Kesetiaan dan ketaatan pemerintah dan penduduk wilayah bekas Kabupaten Daya Luhur benar-benar diawasi Pemerintah Hindia Belanda.

Pada suatu hari tersebutlah Ki Palih bermaksud membuat sebuah sawah di tanah miliknya. Dikarenakan wataknya yang keras tidak ada seorangpun warga sekitar yang mau membantunya bekerja sekalipun diberi upah. Sehingga dia terpaksa mengerjakannya sawahnya sendirian,walaupun lama tidak selesai-selesai.

Pada suatu hari ketika Ki Palih bekerja melihat serombongan orang dari arah utara yang sepertinya akan bekerja Tugur Sapeundey untuk Pemerintahan Hindia Belanda.

Kemudian Ki Palih menghampirinya dan melakukan sebuah tipu muslihat kepada rombongan tersebut,dengan mengatakan bahwa tempat yang sedang dibuatnya adalah untuk pemerintah Afdeling Daya Luhur.

Diperdaya

Dahulu Kecamatan Dayeuhluhur dengan Kecamatan Wanareja adalah satu kecamatan sedang dalam proses pembangunan tempat untuk kantor kecamatan yang baru berdiri.

Kepada Rombongan dia berdalih bahwa dirinya disuruh mencegat dan membujuk rombongan tersebut agar tidak usah ikut kerja Tugur Sapeundey membangun jalan. Tetapi cukup dengan membantunya membuat “lelemahan” ( tanah untuk mendirikan rumah ) kantor dan sawah untuk menjadi sawah camat ditempat itu hingga selesai.
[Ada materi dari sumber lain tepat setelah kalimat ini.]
//! Scoped service resolution.

use tracing::trace;

use crate::descriptor::AnyArc;
use crate::error::DiResult;
use crate::internal::{CacheMap, Mutex};
use crate::key::Key;
use crate::lifetime::Lifetime;
use crate::traits::ResolverCore;

use super::{ResolverContext, ServiceProvider};

/// Scoped service container for request-scoped dependency resolution.
///
/// A scope caches its own instances of `Scoped` services for as long as it
/// lives and forwards everything else: singletons go to the root provider
/// (which owns that cache), transient and injection-only services are
/// built fresh through the registry with *this scope* as the resolving
/// provider, so their nested dependencies still see scope-local caching.
///
/// Scopes are not nestable — asking a scope for a new scope yields a fresh
/// sibling bound directly to the root. Dropping a scope drops its cached
/// instances; there is no explicit teardown.
///
/// # Examples
///
/// ```rust
/// use servitor::{ServiceCollection, Resolver};
/// use std::sync::{Arc, Mutex};
///
/// struct RequestId(String);
///
/// let mut services = ServiceCollection::new();
/// let counter = Arc::new(Mutex::new(0));
/// let counter_clone = counter.clone();
/// services.add_scoped_factory::<RequestId, _>(move |_| {
///     let mut c = counter_clone.lock().unwrap();
///     *c += 1;
///     RequestId(format!("req-{}", *c))
/// });
///
/// let provider = services.build().unwrap();
/// let scope1 = provider.create_scope();
/// let scope2 = provider.create_scope();
///
/// let a = scope1.get_required::<RequestId>().unwrap();
/// let b = scope1.get_required::<RequestId>().unwrap();
/// let c = scope2.get_required::<RequestId>().unwrap();
/// assert!(Arc::ptr_eq(&a, &b));  // same scope, same instance
/// assert!(!Arc::ptr_eq(&a, &c)); // different scopes, different instances
/// ```
pub struct Scope {
    root: ServiceProvider,
    scoped: Mutex<CacheMap<Key, AnyArc>>,
}

impl Scope {
    pub(crate) fn new(root: ServiceProvider) -> Self {
        Self { root, scoped: Mutex::new(CacheMap::default()) }
    }

    fn resolve_any_impl(&self, key: &Key, consumer: Option<&Key>) -> DiResult<Option<AnyArc>> {
        let name = key.display_name();

        {
            let cache = self.scoped.lock();
            if let Some(hit) = cache.get(key) {
                trace!(service = name, "scoped cache hit");
                return Ok(Some(hit.clone()));
            }
        }

        let Some(descriptor) = self.root.registry().lookup(key) else {
            return Ok(None);
        };

        match descriptor.lifetime() {
            // The root owns the singleton cache and the construction.
            Lifetime::Singleton => self.root.resolve_any(key, consumer),
            Lifetime::Transient | Lifetime::InjectionOnly => {
                let ctx = ResolverContext::new(self);
                self.root.registry().resolve(key, &ctx, consumer)
            }
            Lifetime::Scoped => {
                // Construct outside the lock: nested resolution re-enters
                // this cache. First writer wins on a racing first access.
                let ctx = ResolverContext::new(self);
                let Some(value) = self.root.registry().resolve(key, &ctx, consumer)? else {
                    return Ok(None);
                };
                let mut cache = self.scoped.lock();
                let stored = cache.entry(key.clone()).or_insert(value).clone();
                Ok(Some(stored))
            }
        }
    }
}

impl ResolverCore for Scope {
    fn resolve_any(&self, key: &Key, consumer: Option<&Key>) -> DiResult<Option<AnyArc>> {
        self.resolve_any_impl(key, consumer)
    }

    fn create_scope(&self) -> Scope {
        self.root.create_scope()
    }

    fn root(&self) -> ServiceProvider {
        self.root.clone()
    }
}
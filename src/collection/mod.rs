//! Service collection: the fluent registration surface.
//!
//! Registrations are collected declaratively and turned into an immutable
//! [`ServiceRegistry`] by [`ServiceCollection::build`], which also selects
//! constructors, validates every registration, and injects the built-in
//! provider services.

use std::sync::Arc;

use tracing::debug;

use crate::descriptor::{select_constructor, Constructor, ServiceDescriptor};
use crate::error::DiResult;
use crate::internal::CacheMap;
use crate::key::{key_of_type, Key};
use crate::lifetime::Lifetime;
use crate::provider::{ResolverContext, Scope, ServiceProvider};
use crate::registry::ServiceRegistry;
use crate::traits::ResolverCore;
use crate::DiError;

enum Pending {
    Ready(ServiceDescriptor),
    Constructors {
        lifetime: Lifetime,
        service: &'static str,
        candidates: Vec<Constructor>,
    },
}

/// Mutable collection of service registrations.
///
/// Registering the same service type twice replaces the earlier
/// registration. Nothing is validated until [`build`](Self::build); nothing
/// can be registered afterwards — the built registry is immutable.
///
/// # Examples
///
/// ```rust
/// use servitor::{ServiceCollection, Resolver};
/// use std::sync::Arc;
///
/// struct Database { url: String }
/// struct UserService { db: Arc<Database> }
///
/// let mut services = ServiceCollection::new();
/// services.add_singleton(Database { url: "postgres://localhost".to_string() });
/// services.add_transient_factory::<UserService, _>(|r| UserService {
///     db: r.get_required::<Database>().unwrap(),
/// });
///
/// let provider = services.build().unwrap();
/// let user_service = provider.get_required::<UserService>().unwrap();
/// assert_eq!(user_service.db.url, "postgres://localhost");
/// ```
pub struct ServiceCollection {
    pending: CacheMap<Key, Pending>,
}

impl Default for ServiceCollection {
    fn default() -> Self {
        Self::new()
    }
}

impl ServiceCollection {
    /// Creates a new empty service collection.
    pub fn new() -> Self {
        Self { pending: CacheMap::default() }
    }

    fn insert(&mut self, descriptor: ServiceDescriptor) -> &mut Self {
        debug!(
            service = descriptor.key().display_name(),
            lifetime = ?descriptor.lifetime(),
            "service registered"
        );
        self.pending
            .insert(descriptor.key().clone(), Pending::Ready(descriptor));
        self
    }

    // ----- Concrete type registrations -----

    /// Registers an already-built instance as a singleton.
    ///
    /// The exact instance is returned on every resolution; no construction
    /// ever runs for it.
    pub fn add_singleton<T: 'static + Send + Sync>(&mut self, value: T) -> &mut Self {
        self.insert(ServiceDescriptor::instance(value))
    }

    /// Registers a singleton factory, invoked once on first resolution.
    pub fn add_singleton_factory<T, F>(&mut self, factory: F) -> &mut Self
    where
        T: 'static + Send + Sync,
        F: for<'a> Fn(&ResolverContext<'a>) -> T + Send + Sync + 'static,
    {
        self.insert(ServiceDescriptor::factory(Lifetime::Singleton, factory))
    }

    /// Registers a scoped factory, invoked once per scope.
    pub fn add_scoped_factory<T, F>(&mut self, factory: F) -> &mut Self
    where
        T: 'static + Send + Sync,
        F: for<'a> Fn(&ResolverContext<'a>) -> T + Send + Sync + 'static,
    {
        self.insert(ServiceDescriptor::factory(Lifetime::Scoped, factory))
    }

    /// Registers a transient factory, invoked on every resolution.
    pub fn add_transient_factory<T, F>(&mut self, factory: F) -> &mut Self
    where
        T: 'static + Send + Sync,
        F: for<'a> Fn(&ResolverContext<'a>) -> T + Send + Sync + 'static,
    {
        self.insert(ServiceDescriptor::factory(Lifetime::Transient, factory))
    }

    /// Registers an injection-only factory.
    ///
    /// The factory runs on every resolution and additionally receives the
    /// key of the type the instance is being injected into. The service can
    /// only be resolved as a dependency of something else; resolving it
    /// directly fails with
    /// [`DiError::InjectionOnlyWithoutTarget`](crate::DiError::InjectionOnlyWithoutTarget).
    ///
    /// # Examples
    ///
    /// ```rust
    /// use servitor::ServiceCollection;
    ///
    /// struct Logger { owner: &'static str }
    ///
    /// let mut services = ServiceCollection::new();
    /// services.add_injection_factory::<Logger, _>(|_, target| Logger {
    ///     owner: target.display_name(),
    /// });
    /// ```
    pub fn add_injection_factory<T, F>(&mut self, factory: F) -> &mut Self
    where
        T: 'static + Send + Sync,
        F: for<'a> Fn(&ResolverContext<'a>, &Key) -> T + Send + Sync + 'static,
    {
        self.insert(ServiceDescriptor::injection_factory(factory))
    }

    // ----- Trait-object registrations -----

    /// Registers an already-built trait object as a singleton.
    pub fn add_singleton_trait<T>(&mut self, value: Arc<T>) -> &mut Self
    where
        T: ?Sized + 'static + Send + Sync,
    {
        self.insert(ServiceDescriptor::trait_instance(value))
    }

    /// Registers a singleton factory producing a trait object.
    pub fn add_singleton_trait_factory<T, F>(&mut self, factory: F) -> &mut Self
    where
        T: ?Sized + 'static + Send + Sync,
        F: for<'a> Fn(&ResolverContext<'a>) -> Arc<T> + Send + Sync + 'static,
    {
        self.insert(ServiceDescriptor::trait_factory(Lifetime::Singleton, factory))
    }

    /// Registers a scoped factory producing a trait object.
    pub fn add_scoped_trait_factory<T, F>(&mut self, factory: F) -> &mut Self
    where
        T: ?Sized + 'static + Send + Sync,
        F: for<'a> Fn(&ResolverContext<'a>) -> Arc<T> + Send + Sync + 'static,
    {
        self.insert(ServiceDescriptor::trait_factory(Lifetime::Scoped, factory))
    }

    /// Registers a transient factory producing a trait object.
    pub fn add_transient_trait_factory<T, F>(&mut self, factory: F) -> &mut Self
    where
        T: ?Sized + 'static + Send + Sync,
        F: for<'a> Fn(&ResolverContext<'a>) -> Arc<T> + Send + Sync + 'static,
    {
        self.insert(ServiceDescriptor::trait_factory(Lifetime::Transient, factory))
    }

    // ----- Constructor registrations -----

    fn add_constructor_candidates(
        &mut self,
        lifetime: Lifetime,
        service: &'static str,
        key: Key,
        candidates: Vec<Constructor>,
    ) -> &mut Self {
        debug!(service, lifetime = ?lifetime, candidates = candidates.len(), "constructors registered");
        self.pending
            .insert(key, Pending::Constructors { lifetime, service, candidates });
        self
    }

    /// Registers a singleton built from a single constructor.
    ///
    /// Constructor parameters are resolved by type through the provider the
    /// resolution request arrives on; see [`constructor!`](crate::constructor).
    pub fn add_singleton_constructor(&mut self, ctor: Constructor) -> &mut Self {
        let key = ctor.service_key().clone();
        let service = key.display_name();
        self.add_constructor_candidates(Lifetime::Singleton, service, key, vec![ctor])
    }

    /// Registers a scoped service built from a single constructor.
    pub fn add_scoped_constructor(&mut self, ctor: Constructor) -> &mut Self {
        let key = ctor.service_key().clone();
        let service = key.display_name();
        self.add_constructor_candidates(Lifetime::Scoped, service, key, vec![ctor])
    }

    /// Registers a transient service built from a single constructor.
    pub fn add_transient_constructor(&mut self, ctor: Constructor) -> &mut Self {
        let key = ctor.service_key().clone();
        let service = key.display_name();
        self.add_constructor_candidates(Lifetime::Transient, service, key, vec![ctor])
    }

    /// Registers a singleton from a list of candidate constructors.
    ///
    /// Exactly one candidate must be eligible: a single candidate wins
    /// outright, otherwise exactly one must be marked
    /// [`designated`](Constructor::designated). Anything else fails
    /// [`build`](Self::build) with
    /// [`DiError::InvalidConstructorCount`](crate::DiError::InvalidConstructorCount).
    pub fn add_singleton_constructors<T: 'static>(
        &mut self,
        candidates: Vec<Constructor>,
    ) -> &mut Self {
        let key = key_of_type::<T>();
        self.add_constructor_candidates(
            Lifetime::Singleton,
            std::any::type_name::<T>(),
            key,
            candidates,
        )
    }

    /// Registers a scoped service from a list of candidate constructors.
    pub fn add_scoped_constructors<T: 'static>(
        &mut self,
        candidates: Vec<Constructor>,
    ) -> &mut Self {
        let key = key_of_type::<T>();
        self.add_constructor_candidates(
            Lifetime::Scoped,
            std::any::type_name::<T>(),
            key,
            candidates,
        )
    }

    /// Registers a transient service from a list of candidate constructors.
    pub fn add_transient_constructors<T: 'static>(
        &mut self,
        candidates: Vec<Constructor>,
    ) -> &mut Self {
        let key = key_of_type::<T>();
        self.add_constructor_candidates(
            Lifetime::Transient,
            std::any::type_name::<T>(),
            key,
            candidates,
        )
    }

    // ----- Build -----

    /// Validates every registration and builds the root provider.
    ///
    /// Constructor selection and lifetime/strategy validation happen here,
    /// before any resolution is attempted. Two built-in services are always
    /// injected, replacing any user registration of the same types: a
    /// transient [`Scope`] (any service can ask for a fresh scope) and a
    /// singleton [`ServiceProvider`] (any service can depend on the root
    /// provider).
    pub fn build(self) -> DiResult<ServiceProvider> {
        let mut services: CacheMap<Key, ServiceDescriptor> = CacheMap::default();

        for (key, pending) in self.pending {
            let descriptor = match pending {
                Pending::Ready(descriptor) => descriptor,
                Pending::Constructors { lifetime, service, candidates } => {
                    for candidate in &candidates {
                        if candidate.service_key() != &key {
                            return Err(DiError::InvalidRegistration {
                                service,
                                reason: "constructor candidate targets a different service type",
                            });
                        }
                    }
                    let selected = select_constructor(service, candidates)?;
                    ServiceDescriptor::from_constructor(lifetime, selected)
                }
            };
            descriptor.validate()?;
            services.insert(key, descriptor);
        }

        let scope_service =
            ServiceDescriptor::factory::<Scope, _>(Lifetime::Transient, |r| r.create_scope());
        services.insert(scope_service.key().clone(), scope_service);

        let provider_service =
            ServiceDescriptor::factory::<ServiceProvider, _>(Lifetime::Singleton, |r| r.root());
        services.insert(provider_service.key().clone(), provider_service);

        Ok(ServiceProvider::new(ServiceRegistry::new(services)))
    }
}
//! Service provider module: the root provider and its scopes.
//!
//! The root provider owns singleton instances; scopes own scoped
//! instances. Both resolve transient and injection-only services through
//! the registry without caching.

use std::sync::Arc;

use tracing::trace;

use crate::descriptor::AnyArc;
use crate::error::{DiError, DiResult};
use crate::internal::{CacheMap, Mutex};
use crate::key::Key;
use crate::lifetime::Lifetime;
use crate::registry::ServiceRegistry;
use crate::traits::ResolverCore;

pub mod context;
pub mod scope;

pub use context::ResolverContext;
pub use scope::Scope;

/// The root service provider.
///
/// Resolves services according to their registered lifetimes and owns the
/// singleton cache: singletons are constructed lazily on first request and
/// never evicted. Scoped services are categorically unavailable here —
/// requesting one is an error, never a silent fallback.
///
/// The provider is a cheap handle (`Arc` inside) and can be cloned and
/// shared across threads; clones share the registry and the singleton
/// cache.
///
/// # Examples
///
/// ```rust
/// use servitor::{ServiceCollection, Resolver};
/// use std::sync::Arc;
///
/// struct Config { port: u16 }
///
/// let mut services = ServiceCollection::new();
/// services.add_singleton(Config { port: 8080 });
///
/// let provider = services.build().unwrap();
/// let a = provider.get_required::<Config>().unwrap();
/// let b = provider.get_required::<Config>().unwrap();
/// assert!(Arc::ptr_eq(&a, &b));
/// ```
pub struct ServiceProvider {
    inner: Arc<ProviderInner>,
}

pub(crate) struct ProviderInner {
    pub(crate) registry: ServiceRegistry,
    pub(crate) singletons: Mutex<CacheMap<Key, AnyArc>>,
}

impl ServiceProvider {
    pub(crate) fn new(registry: ServiceRegistry) -> Self {
        Self {
            inner: Arc::new(ProviderInner {
                registry,
                singletons: Mutex::new(CacheMap::default()),
            }),
        }
    }

    /// The registry this provider resolves from.
    pub fn registry(&self) -> &ServiceRegistry {
        &self.inner.registry
    }

    /// Creates a new scope for resolving scoped services.
    ///
    /// Every scope is a direct child of this root; any number may exist
    /// concurrently, each with its own scoped-instance cache.
    pub fn create_scope(&self) -> Scope {
        trace!("scope created");
        Scope::new(self.clone())
    }

    fn resolve_any_impl(&self, key: &Key, consumer: Option<&Key>) -> DiResult<Option<AnyArc>> {
        let name = key.display_name();

        {
            let cache = self.inner.singletons.lock();
            if let Some(hit) = cache.get(key) {
                trace!(service = name, "singleton cache hit");
                return Ok(Some(hit.clone()));
            }
        }

        let Some(descriptor) = self.inner.registry.lookup(key) else {
            return Ok(None);
        };

        match descriptor.lifetime() {
            Lifetime::Scoped => Err(DiError::ScopedInRoot(name)),
            Lifetime::Transient | Lifetime::InjectionOnly => {
                let ctx = ResolverContext::new(self);
                self.inner.registry.resolve(key, &ctx, consumer)
            }
            Lifetime::Singleton => {
                // Construct outside the lock: nested resolution re-enters
                // this cache. First writer wins on a racing first access.
                let ctx = ResolverContext::new(self);
                let Some(value) = self.inner.registry.resolve(key, &ctx, consumer)? else {
                    return Ok(None);
                };
                let mut cache = self.inner.singletons.lock();
                let stored = cache.entry(key.clone()).or_insert(value).clone();
                Ok(Some(stored))
            }
        }
    }

    /// Renders the registry and singleton cache for debugging.
    #[cfg(feature = "diagnostics")]
    pub fn to_debug_string(&self) -> String {
        let mut s = String::new();
        s.push_str("=== Service Provider Debug ===\n");
        s.push_str("Registrations:\n");
        for descriptor in self.inner.registry.descriptors() {
            s.push_str(&format!(
                "  {}: {:?}\n",
                descriptor.key().display_name(),
                descriptor.lifetime()
            ));
        }
        s.push_str(&format!(
            "Cached singletons: {}\n",
            self.inner.singletons.lock().len()
        ));
        s
    }
}

impl Clone for ServiceProvider {
    fn clone(&self) -> Self {
        Self { inner: self.inner.clone() }
    }
}

impl ResolverCore for ServiceProvider {
    fn resolve_any(&self, key: &Key, consumer: Option<&Key>) -> DiResult<Option<AnyArc>> {
        self.resolve_any_impl(key, consumer)
    }

    fn create_scope(&self) -> Scope {
        ServiceProvider::create_scope(self)
    }

    fn root(&self) -> ServiceProvider {
        self.clone()
    }
}
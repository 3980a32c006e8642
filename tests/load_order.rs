use servitor::{constructor, key_of_type, Key, ServiceCollection, ServiceDescriptor};
use std::sync::Arc;

struct LevelOne;

impl LevelOne {
    fn new() -> Self {
        Self
    }
}

struct LevelOneA;

impl LevelOneA {
    fn new() -> Self {
        Self
    }
}

struct LevelTwo;

impl LevelTwo {
    fn new(_a: Arc<LevelOne>, _b: Arc<LevelOneA>) -> Self {
        Self
    }
}

struct LevelThree;

impl LevelThree {
    fn new(_two: Arc<LevelTwo>) -> Self {
        Self
    }
}

struct LevelThreeA;

impl LevelThreeA {
    fn new(_two: Arc<LevelTwo>) -> Self {
        Self
    }
}

struct LevelFour;

impl LevelFour {
    fn new(_a: Arc<LevelThree>, _b: Arc<LevelThreeA>) -> Self {
        Self
    }
}

fn position(order: &[&ServiceDescriptor], key: &Key) -> usize {
    order
        .iter()
        .position(|d| d.key() == key)
        .unwrap_or_else(|| panic!("{} missing from load order", key.display_name()))
}

#[test]
fn test_diamond_dependency_load_order() {
    let mut sc = ServiceCollection::new();
    sc.add_singleton_constructor(constructor!(LevelOne { new() }));
    sc.add_singleton_constructor(constructor!(LevelOneA { new() }));
    sc.add_singleton_constructor(constructor!(LevelTwo { new(LevelOne, LevelOneA) }));
    sc.add_singleton_constructor(constructor!(LevelThree { new(LevelTwo) }));
    sc.add_singleton_constructor(constructor!(LevelThreeA { new(LevelTwo) }));
    sc.add_singleton_constructor(constructor!(LevelFour { new(LevelThree, LevelThreeA) }));

    let sp = sc.build().unwrap();
    let order = sp.registry().load_order();

    assert_eq!(order.len(), 6);

    let one = position(&order, &key_of_type::<LevelOne>());
    let one_a = position(&order, &key_of_type::<LevelOneA>());
    let two = position(&order, &key_of_type::<LevelTwo>());
    let three = position(&order, &key_of_type::<LevelThree>());
    let three_a = position(&order, &key_of_type::<LevelThreeA>());
    let four = position(&order, &key_of_type::<LevelFour>());

    // Leaves occupy the first two slots, in either order
    assert!(one <= 1 && one_a <= 1);
    assert_eq!(two, 2);
    // Same-level services are unordered relative to each other
    assert!(three == 3 || three == 4);
    assert!(three_a == 3 || three_a == 4);
    assert_ne!(three, three_a);
    assert_eq!(four, 5);
}

#[test]
fn test_load_order_ignores_factory_and_instance_registrations() {
    struct FromFactory;
    struct Precomputed;

    let mut sc = ServiceCollection::new();
    sc.add_singleton(Precomputed);
    sc.add_transient_factory::<FromFactory, _>(|_| FromFactory);
    sc.add_singleton_constructor(constructor!(LevelOne { new() }));

    let sp = sc.build().unwrap();
    let order = sp.registry().load_order();

    // Only the constructor-based registration participates; factory and
    // instance registrations (including the built-in provider services)
    // have opaque dependencies.
    assert_eq!(order.len(), 1);
    assert_eq!(order[0].key(), &key_of_type::<LevelOne>());
}

#[test]
fn test_dependencies_on_ineligible_services_do_not_affect_levels() {
    struct Opaque;

    struct Consumer;

    impl Consumer {
        fn new(_o: Arc<Opaque>, _one: Arc<LevelOne>) -> Self {
            Self
        }
    }

    let mut sc = ServiceCollection::new();
    sc.add_singleton_factory::<Opaque, _>(|_| Opaque);
    sc.add_singleton_constructor(constructor!(LevelOne { new() }));
    sc.add_singleton_constructor(constructor!(Consumer { new(Opaque, LevelOne) }));

    let sp = sc.build().unwrap();
    let order = sp.registry().load_order();

    // Consumer still orders after LevelOne; the factory-built Opaque is
    // simply not part of the computation.
    assert_eq!(order.len(), 2);
    assert_eq!(order[0].key(), &key_of_type::<LevelOne>());
    assert_eq!(order[1].key(), &key_of_type::<Consumer>());
}

#[test]
fn test_empty_collection_has_empty_load_order() {
    let sp = ServiceCollection::new().build().unwrap();
    assert!(sp.registry().load_order().is_empty());
}

#[test]
fn test_load_order_is_stable_across_calls() {
    let mut sc = ServiceCollection::new();
    sc.add_singleton_constructor(constructor!(LevelOne { new() }));
    sc.add_singleton_constructor(constructor!(LevelTwo { new(LevelOne, LevelOneA) }));
    sc.add_singleton_constructor(constructor!(LevelOneA { new() }));

    let sp = sc.build().unwrap();
    let first: Vec<&Key> = sp.registry().load_order().iter().map(|d| d.key()).collect();
    let second: Vec<&Key> = sp.registry().load_order().iter().map(|d| d.key()).collect();

    // Computed once and cached
    assert_eq!(first, second);
}
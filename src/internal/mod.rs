//! Internal implementation details.

mod sync;

pub(crate) use sync::{CacheMap, Mutex};
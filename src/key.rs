//! Service key types for the dependency injection container.

use std::any::TypeId;

/// Key for service storage and lookup.
///
/// Keys uniquely identify services in the registry and in the provider
/// caches. Concrete types are identified by their [`TypeId`]; trait-object
/// services carry only the trait's type name, since unsized types have no
/// `TypeId` of their own.
///
/// # Examples
///
/// ```rust
/// use servitor::{key_of_type, key_of_trait};
///
/// trait Logger: Send + Sync {}
///
/// let type_key = key_of_type::<u32>();
/// assert_eq!(type_key.display_name(), "u32");
///
/// let trait_key = key_of_trait::<dyn Logger>();
/// assert!(trait_key.display_name().contains("Logger"));
/// ```
#[derive(Debug, Clone)]
pub enum Key {
    /// Concrete type key with TypeId and name for diagnostics
    Type(TypeId, &'static str),
    /// Trait-object binding key, identified by trait name
    Trait(&'static str),
}

impl Key {
    /// Get the type or trait name for display.
    ///
    /// This is the `std::any::type_name` result and is used in error
    /// messages and log events.
    pub fn display_name(&self) -> &'static str {
        match self {
            Key::Type(_, name) => name,
            Key::Trait(name) => name,
        }
    }
}

// Equality on the TypeId only for concrete types; the name is diagnostic.
impl PartialEq for Key {
    #[inline(always)]
    fn eq(&self, other: &Self) -> bool {
        match (self, other) {
            (Key::Type(a, _), Key::Type(b, _)) => a == b,
            (Key::Trait(a), Key::Trait(b)) => a == b,
            _ => false,
        }
    }
}

impl Eq for Key {}

impl std::hash::Hash for Key {
    #[inline(always)]
    fn hash<H: std::hash::Hasher>(&self, state: &mut H) {
        match self {
            Key::Type(id, _) => {
                0u8.hash(state);
                id.hash(state);
            }
            Key::Trait(name) => {
                1u8.hash(state);
                name.hash(state);
            }
        }
    }
}

/// Builds the key for a concrete service type.
#[inline(always)]
pub fn key_of_type<T: 'static>() -> Key {
    Key::Type(TypeId::of::<T>(), std::any::type_name::<T>())
}

/// Builds the key for a trait-object service.
#[inline(always)]
pub fn key_of_trait<T: ?Sized + 'static>() -> Key {
    Key::Trait(std::any::type_name::<T>())
}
Entah karena bujukan entah karena ketakutan akan nama besar Ki Palih yang sudah terkenal di daerah Sukapacet, akhirnya rombongan tersebut tidak meneruskan perjalanan dan memutuskan malah bekerja membuat sawah milik Ki Palih.

Selama beberapa hari akhirnya rombongan tersebut bekerja ditempat tersebut sampai selesai menjadi sawah yang disebut Sawah Datar,kemudian rombongan tersebut pulang kembali ke tempatnya.

Rombongan tersebut ternyata para pekerja dari utara yang sudah beberapa hari ditunggu petugas pengawas Pekerjaan Pembangunan jalan yang belum juga datang sehingga dia menyangka rombongan tersebut telah mangkir dari kerja tersebut.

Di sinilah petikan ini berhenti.